Ilaprazole and Other Novel Prazole-Based Compounds That Bind Tsg101 Inhibit Viral Budding of Herpes Simplex Virus 1 and 2 and Human Immunodeficiency Virus from Cells

In many enveloped virus families, including human immunodeficiency virus (HIV) and herpes simplex virus (HSV), a crucial, yet unexploited, step in the viral life cycle is the release of particles from the infected cell membranes. This release process is mediated by host ESCRT complex proteins, which are recruited by viral structural proteins and provide the mechanical means for membrane scission and subsequent viral budding. The prazole drug tenatoprazole was previously shown to bind to the ESCRT complex member Tsg101 and to quantitatively block the release of infectious HIV-1 from cells in culture.
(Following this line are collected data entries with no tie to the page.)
impl Default for MarginSession {
    fn default() -> Self {
        Self::new()
    }
}

impl MarginSession {
    pub fn new() -> Self {
        Self {
            state: MarginState::Initial,
            account_id: 0,
            character_id: 0,
            character: None,
            profile: PlayerProfile::default(),
            current_dialogue: 0,
        }
    }

    pub fn state(&self) -> MarginState {
        self.state
    }

    /// Socket accepted.
    pub fn on_connect(&mut self) {
        if self.state == MarginState::Initial {
            self.state = MarginState::Connected;
        }
    }

    pub fn is_authenticated(&self) -> bool {
        self.state == MarginState::Authenticated
    }

    pub fn player_id(&self) -> u32 {
        self.profile.player_id
    }

    pub fn account_id(&self) -> u32 {
        self.account_id
    }

    pub fn character_id(&self) -> u64 {
        self.character_id
    }

    /// The entry the conversation currently sits on; 0 between conversations.
    pub fn current_dialogue(&self) -> u32 {
        self.current_dialogue
    }

    pub fn on_message(&mut self, ctx: &MarginContext, msg_type: u16, payload: &[u8]) -> MarginReply {
        match (msg_type, self.state) {
            (MSG_GAME_HANDSHAKE, MarginState::Connected) => self.handle_announce(ctx, payload),
            (MSG_MISSION_LIST_REQUEST, MarginState::Authenticated) => self.handle_mission_list(ctx),
            (MSG_MISSION_ACCEPT, MarginState::Authenticated) => {
                self.handle_mission_accept(ctx, payload)
            }
            (MSG_MISSION_UPDATE, MarginState::Authenticated) => {
                self.handle_mission_update(ctx, payload)
            }
            (MSG_MISSION_COMPLETE, MarginState::Authenticated) => {
                self.handle_mission_complete(ctx, payload)
            }
            (MSG_DIALOGUE_REQUEST, MarginState::Authenticated) => {
                self.handle_dialogue_request(ctx, payload)
            }
            (MSG_DIALOGUE_CHOICE, MarginState::Authenticated) => {
                self.handle_dialogue_choice(ctx, payload)
            }
            (other, state) => {
                logging::log_warn(&format!(
                    "margin message 0x{:04x} unexpected in state {:?}",
                    other, state
                ));
                self.state = MarginState::Closed;
                MarginReply::close_silently()
            }
        }
    }

    /// Session announce rides the handshake frame: key + character id,
    /// validated against the table Auth populated.
    fn handle_announce(&mut self, ctx: &MarginContext, payload: &[u8]) -> MarginReply {
        let mut reader = PacketReader::new(payload);
        let parsed = (|| {
            let key = reader.read_cstring_lossy()?;
            let character_id = reader.read_u64_le()?;
            Some((key, character_id))
        })();
        let Some((key, character_id)) = parsed else {
            logging::log_warn("margin announce truncated");
            self.state = MarginState::Closed;
            return MarginReply::close_silently();
        };
        let Some(entry) = ctx.sessions.validate_character(&key, character_id) else {
            self.state = MarginState::Closed;
            return MarginReply::send_and_close(MSG_GAME_SESSION, result_payload(1));
        };
        let character = match ctx.store.lookup_character(character_id) {
            Ok(Some(character)) => character,
            Ok(None) => {
                self.state = MarginState::Closed;
                return MarginReply::send_and_close(MSG_GAME_SESSION, result_payload(1));
            }
            Err(err) => {
                logging::log_error(&format!("margin character load failed: {}", err));
                self.state = MarginState::Closed;
                return MarginReply::send_and_close(MSG_GAME_SESSION, result_payload(1));
            }
        };

        self.account_id = entry.account_id;
        self.character_id = character_id;
        self.profile = PlayerProfile {
            player_id: character_id as u32,
            level: character.level,
            profession: character.profession,
            faction: character.alignment,
            items: Vec::new(),
            skills: Default::default(),
            districts: crate::world::manager::builtin_districts()
                .iter()
                .map(|d| d.id)
                .collect(),
        };
        self.character = Some(character);
        self.state = MarginState::Authenticated;
        logging::log_info(&format!(
            "margin session bound to character {}",
            character_id
        ));
        MarginReply::send(MSG_GAME_SESSION, result_payload(0))
    }

    fn handle_mission_list(&mut self, ctx: &MarginContext) -> MarginReply {
        let available = ctx.missions.available_missions(&self.profile, unix_now());
        let active = ctx.missions.active_missions(self.profile.player_id);
        let mut writer = PacketWriter::new();
        writer.write_u16_le(available.len() as u16);
        for mission_id in &available {
            writer.write_u32_le(*mission_id);
        }
        writer.write_u16_le(active.len() as u16);
        for instance in &active {
            writer.write_u32_le(instance.mission_id);
            let mut objectives: Vec<(u32, u32)> = instance
                .objective_progress
                .iter()
                .map(|(id, progress)| (*id, *progress))
                .collect();
            objectives.sort_unstable();
            writer.write_u8(objectives.len() as u8);
            for (objective_id, progress) in objectives {
                let target = ctx
                    .missions
                    .definition(instance.mission_id)
                    .and_then(|def| def.objectives.iter().find(|o| o.id == objective_id))
                    .map(|o| o.target_value)
                    .unwrap_or(0);
                writer.write_u32_le(objective_id);
                writer.write_u32_le(progress);
                writer.write_u32_le(target);
            }
        }
        MarginReply::send(MSG_MISSION_LIST_RESPONSE, writer.into_vec())
    }

    fn handle_mission_accept(&mut self, ctx: &MarginContext, payload: &[u8]) -> MarginReply {
        let mut reader = PacketReader::new(payload);
        let Some(mission_id) = reader.read_u32_le() else {
            return self.wire_error("mission accept truncated");
        };
        match ctx.missions.start_mission(&self.profile, mission_id, unix_now()) {
            Ok(()) => MarginReply::send(
                MSG_MISSION_UPDATE,
                mission_update_payload(ctx, self.profile.player_id, mission_id, 0),
            ),
            Err(err) => {
                logging::log_debug(&format!(
                    "mission {} accept rejected for {}: {}",
                    mission_id, self.profile.player_id, err
                ));
                MarginReply::send(
                    MSG_MISSION_UPDATE,
                    mission_update_payload(ctx, self.profile.player_id, mission_id, mission_error_code(&err)),
                )
            }
        }
    }

    fn handle_mission_update(&mut self, ctx: &MarginContext, payload: &[u8]) -> MarginReply {
        let mut reader = PacketReader::new(payload);
        let parsed = (|| {
            let mission_id = reader.read_u32_le()?;
            let objective_id = reader.read_u32_le()?;
            let delta = reader.read_u32_le()?;
            Some((mission_id, objective_id, delta))
        })();
        let Some((mission_id, objective_id, delta)) = parsed else {
            return self.wire_error("mission update truncated");
        };
        match ctx.missions.update_objective_progress(
            self.profile.player_id,
            mission_id,
            objective_id,
            delta,
        ) {
            Ok(progress) => {
                if let Some(reward) = &progress.just_completed {
                    self.grant_reward(ctx, reward.clone());
                }
                MarginReply::send(
                    MSG_MISSION_UPDATE,
                    mission_update_payload(ctx, self.profile.player_id, mission_id, 0),
                )
            }
            Err(err) => MarginReply::send(
                MSG_MISSION_UPDATE,
                mission_update_payload(ctx, self.profile.player_id, mission_id, mission_error_code(&err)),
            ),
        }
    }

    fn handle_mission_complete(&mut self, ctx: &MarginContext, payload: &[u8]) -> MarginReply {
        let mut reader = PacketReader::new(payload);
        let Some(mission_id) = reader.read_u32_le() else {
            return self.wire_error("mission complete truncated");
        };
        match ctx
            .missions
            .complete_mission(self.profile.player_id, mission_id, unix_now())
        {
            Ok(reward) => {
                self.grant_reward(ctx, reward.clone());
                let mut writer = PacketWriter::new();
                writer.write_u32_le(mission_id);
                writer.write_u16_le(0);
                writer.write_u64_le(reward.experience);
                writer.write_u64_le(reward.information);
                writer.write_u8(reward.items.len() as u8);
                for item in &reward.items {
                    writer.write_u32_le(*item);
                }
                MarginReply::send(MSG_MISSION_COMPLETE, writer.into_vec())
            }
            Err(err) => {
                let mut writer = PacketWriter::new();
                writer.write_u32_le(mission_id);
                writer.write_u16_le(mission_error_code(&err));
                writer.write_u64_le(0);
                writer.write_u64_le(0);
                writer.write_u8(0);
                MarginReply::send(MSG_MISSION_COMPLETE, writer.into_vec())
            }
        }
    }

    fn handle_dialogue_request(&mut self, ctx: &MarginContext, payload: &[u8]) -> MarginReply {
        let mut reader = PacketReader::new(payload);
        let Some(npc_id) = reader.read_u32_le() else {
            return self.wire_error("dialogue request truncated");
        };
        match ctx
            .dialogue
            .request_dialogue(&self.profile, &ctx.missions, npc_id, unix_now())
        {
            Ok(Some(outcome)) => {
                self.apply_effects(ctx, &outcome.effects);
                self.current_dialogue = outcome.next_dialogue_id;
                MarginReply::send(
                    MSG_DIALOGUE_RESPONSE,
                    dialogue_payload(ctx, &self.profile, outcome.next_dialogue_id),
                )
            }
            Ok(None) => MarginReply::send(MSG_DIALOGUE_RESPONSE, dialogue_payload(ctx, &self.profile, 0)),
            Err(err) => {
                logging::log_warn(&format!("dialogue request failed: {}", err));
                MarginReply::send(MSG_DIALOGUE_RESPONSE, dialogue_payload(ctx, &self.profile, 0))
            }
        }
    }

    fn handle_dialogue_choice(&mut self, ctx: &MarginContext, payload: &[u8]) -> MarginReply {
        let mut reader = PacketReader::new(payload);
        let parsed = (|| {
            let dialogue_id = reader.read_u32_le()?;
            let option_id = reader.read_u32_le()?;
            Some((dialogue_id, option_id))
        })();
        let Some((dialogue_id, option_id)) = parsed else {
            return self.wire_error("dialogue choice truncated");
        };
        match ctx.dialogue.select_option(
            &self.profile,
            &ctx.missions,
            dialogue_id,
            option_id,
            unix_now(),
        ) {
            Ok(outcome) => {
                self.apply_effects(ctx, &outcome.effects);
                self.current_dialogue = outcome.next_dialogue_id;
                MarginReply::send(
                    MSG_DIALOGUE_RESPONSE,
                    dialogue_payload(ctx, &self.profile, outcome.next_dialogue_id),
                )
            }
            Err(DialogueError::Store(err)) => {
                logging::log_error(&format!("dialogue choice store failure: {}", err));
                self.state = MarginState::Closed;
                MarginReply::close_silently()
            }
            Err(err) => {
                logging::log_debug(&format!(
                    "dialogue choice rejected for {}: {}",
                    self.profile.player_id, err
                ));
                // Rejected choice re-presents the current entry.
                MarginReply::send(
                    MSG_DIALOGUE_RESPONSE,
                    dialogue_payload(ctx, &self.profile, dialogue_id),
                )
            }
        }
    }

    /// Mission rewards land on the character row immediately.
    fn grant_reward(&mut self, ctx: &MarginContext, reward: MissionReward) {
        let Some(character) = self.character.as_mut() else {
            return;
        };
        character.experience += reward.experience;
        character.information += reward.information;
        self.profile.items.extend_from_slice(&reward.items);
        if let Err(err) = ctx.store.update_character_state(character) {
            logging::log_error(&format!("reward store failed: {}", err));
        }
    }

    fn apply_effects(&mut self, ctx: &MarginContext, effects: &[AppliedEffect]) {
        let mut row_changed = false;
        for effect in effects {
            match effect {
                AppliedEffect::MissionStarted(_) => {}
                AppliedEffect::MissionCompleted { reward, .. } => {
                    if let Some(character) = self.character.as_mut() {
                        character.experience += reward.experience;
                        character.information += reward.information;
                        row_changed = true;
                    }
                    self.profile.items.extend_from_slice(&reward.items);
                }
                AppliedEffect::ItemGiven(item) => self.profile.items.push(*item),
                AppliedEffect::ItemTaken(item) => {
                    if let Some(idx) = self.profile.items.iter().position(|i| i == item) {
                        self.profile.items.swap_remove(idx);
                    }
                }
                AppliedEffect::Teleported { district, position } => {
                    if let Some(character) = self.character.as_mut() {
                        character.district = *district;
                        character.position = *position;
                        row_changed = true;
                    }
                }
                AppliedEffect::ShopOpened(shop) => {
                    logging::log_debug(&format!(
                        "player {} opened shop {}",
                        self.profile.player_id, shop
                    ));
                }
                AppliedEffect::SkillTrained { skill_id, level } => {
                    self.profile.skills.insert(*skill_id, *level);
                }
                AppliedEffect::FactionSet(faction) => {
                    self.profile.faction = *faction;
                    if let Some(character) = self.character.as_mut() {
                        character.alignment = *faction;
                        row_changed = true;
                    }
                }
            }
        }
        if row_changed {
            if let Some(character) = self.character.as_ref() {
                if let Err(err) = ctx.store.update_character_state(character) {
                    logging::log_error(&format!("effect store failed: {}", err));
                }
            }
        }
    }

    fn wire_error(&mut self, what: &str) -> MarginReply {
        logging::log_warn(&format!("margin session: {}", what));
        self.state = MarginState::Closed;
        MarginReply::close_silently()
    }
}
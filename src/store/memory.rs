//! In-memory color store

use std::collections::HashMap;

use async_trait::async_trait;
use tokio::sync::RwLock;

use super::{ColorStore, StoreError};
use crate::color::Color;
use crate::session::ContextKey;

/// HashMap-backed store, used by tests and the simulation driver.
#[derive(Debug, Default)]
pub struct MemoryColorStore {
    records: RwLock<HashMap<ContextKey, Color>>,
}

impl MemoryColorStore {
    pub fn new() -> Self {
        Self::default()
    }

    /// Number of memoized contexts.
    pub async fn len(&self) -> usize {
        self.records.read().await.len()
    }

    pub async fn is_empty(&self) -> bool {
        self.records.read().await.is_empty()
    }
}

#[async_trait]
impl ColorStore for MemoryColorStore {
    async fn get(&self, key: &ContextKey) -> Result<Option<Color>, StoreError> {
        Ok(self.records.read().await.get(key).copied())
    }

    async fn set(&self, key: &ContextKey, color: Color) -> Result<(), StoreError> {
        self.records.write().await.insert(key.clone(), color);
        Ok(())
    }

    async fn remove(&self, key: &ContextKey) -> Result<(), StoreError> {
        self.records.write().await.remove(key);
        Ok(())
    }
}
//! Per-context persistence of extracted colors

mod json_file;
mod memory;

pub use json_file::JsonFileColorStore;
pub use memory::MemoryColorStore;

use async_trait::async_trait;
use thiserror::Error;

use crate::color::Color;
use crate::session::ContextKey;

/// Errors from a color store backend.
///
/// Callers in the overlay engine treat every variant as a soft failure: a
/// failed `get` reads as absent, a failed `set` is a dropped write.
#[derive(Debug, Error)]
pub enum StoreError {
    #[error("store io error: {0}")]
    Io(#[from] std::io::Error),
    #[error("store serialization error: {0}")]
    Serialization(#[from] serde_json::Error),
}

/// Asynchronous key-value persistence of the last extracted color per
/// navigation context.
///
/// Read-after-write consistency is only required within one process. `remove`
/// is the context-teardown hook that keeps storage from growing without bound
/// as lineages come and go.
#[async_trait]
pub trait ColorStore: Send + Sync {
    /// The memoized color for a context, if any.
    async fn get(&self, key: &ContextKey) -> Result<Option<Color>, StoreError>;

    /// Overwrite the memoized color for a context.
    async fn set(&self, key: &ContextKey, color: Color) -> Result<(), StoreError>;

    /// Drop the record for a closing context.
    async fn remove(&self, key: &ContextKey) -> Result<(), StoreError>;
}
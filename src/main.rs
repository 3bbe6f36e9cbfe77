use anyhow::Result;
use clap::{Parser, Subcommand};
use std::path::PathBuf;

mod cli;

#[derive(Parser)]
#[command(name = "flickerless")]
#[command(about = "Masks background-color flash between page navigations")]
#[command(version)]
struct Cli {
    /// Path to the config file (defaults to ~/.flickerless/config.toml)
    #[arg(short, long, global = true)]
    config: Option<PathBuf>,

    /// Enable verbose logging
    #[arg(short, long, global = true)]
    verbose: bool,

    #[command(subcommand)]
    command: Commands,
}

#[derive(Subcommand)]
enum Commands {
    /// Initialize a config file with the default settings
    Init {
        /// Overwrite existing config file
        #[arg(long)]
        force: bool,
    },

    /// Extract the background color from a document snapshot
    Extract {
        /// Path to a JSON document snapshot
        snapshot: PathBuf,
    },

    /// Run a scripted navigation scenario through the overlay engine
    Simulate {
        /// Path to a TOML scenario file
        scenario: PathBuf,

        /// Persist memoized colors to this JSON file instead of memory
        #[arg(long)]
        store: Option<PathBuf>,
    },
}

#[tokio::main]
async fn main() -> Result<()> {
    let cli = Cli::parse();

    // Initialize logging
    let log_level = if cli.verbose { "debug" } else { "info" };
    tracing_subscriber::fmt()
        .with_env_filter(
            tracing_subscriber::EnvFilter::try_from_default_env()
                .unwrap_or_else(|_| tracing_subscriber::EnvFilter::new(log_level)),
        )
        .init();

    let config_path = cli
        .config
        .unwrap_or_else(flickerless::Config::global_config_path);

    match cli.command {
        Commands::Init { force } => {
            cli::init::init_command(&config_path, force)?;
        }
        Commands::Extract { snapshot } => {
            cli::extract::extract_command(&snapshot)?;
        }
        Commands::Simulate { scenario, store } => {
            cli::simulate::simulate_command(&config_path, &scenario, store.as_deref()).await?;
        }
    }

    Ok(())
}
//! Init command implementation

use std::path::Path;

use anyhow::Result;

use flickerless::Config;

/// Write a config file with the default settings
pub fn init_command(path: &Path, force: bool) -> Result<()> {
    let config = Config::init_at(path, force)?;
    println!("Wrote {}", path.display());
    println!(
        "  enabled = {}, fade_out_duration_ms = {}, timeout_ms = {}",
        config.settings.enabled,
        config.settings.fade_out_duration_ms,
        config.settings.timeout_ms
    );
    Ok(())
}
In this report, we show that tenatoprazole and a related prazole drug, ilaprazole, effectively block infectious HSV-1/2 release from Vero cells in culture. By electron microscopy, we found that both prazole drugs block the transit of HSV particles through the cell nuclear membrane, resulting in their accumulation in the nucleus. Ilaprazole also quantitatively blocks the release of HIV-1 from 293T cells with a 50% effective concentration (EC(50)) of 0.8 to 1.2 μM, which is much more potent than tenatoprazole. Our results indicate that prazole-based compounds may represent a class of drugs with the potential to be broad-spectrum antiviral agents against multiple enveloped viruses by interrupting the cellular Tsg101 interaction with maturing virus, thus blocking the budding process that releases particles from the cell. IMPORTANCE These results provide the basis for the development of drugs that target enveloped virus budding that can be used ultimately to control multiple virus infections in humans.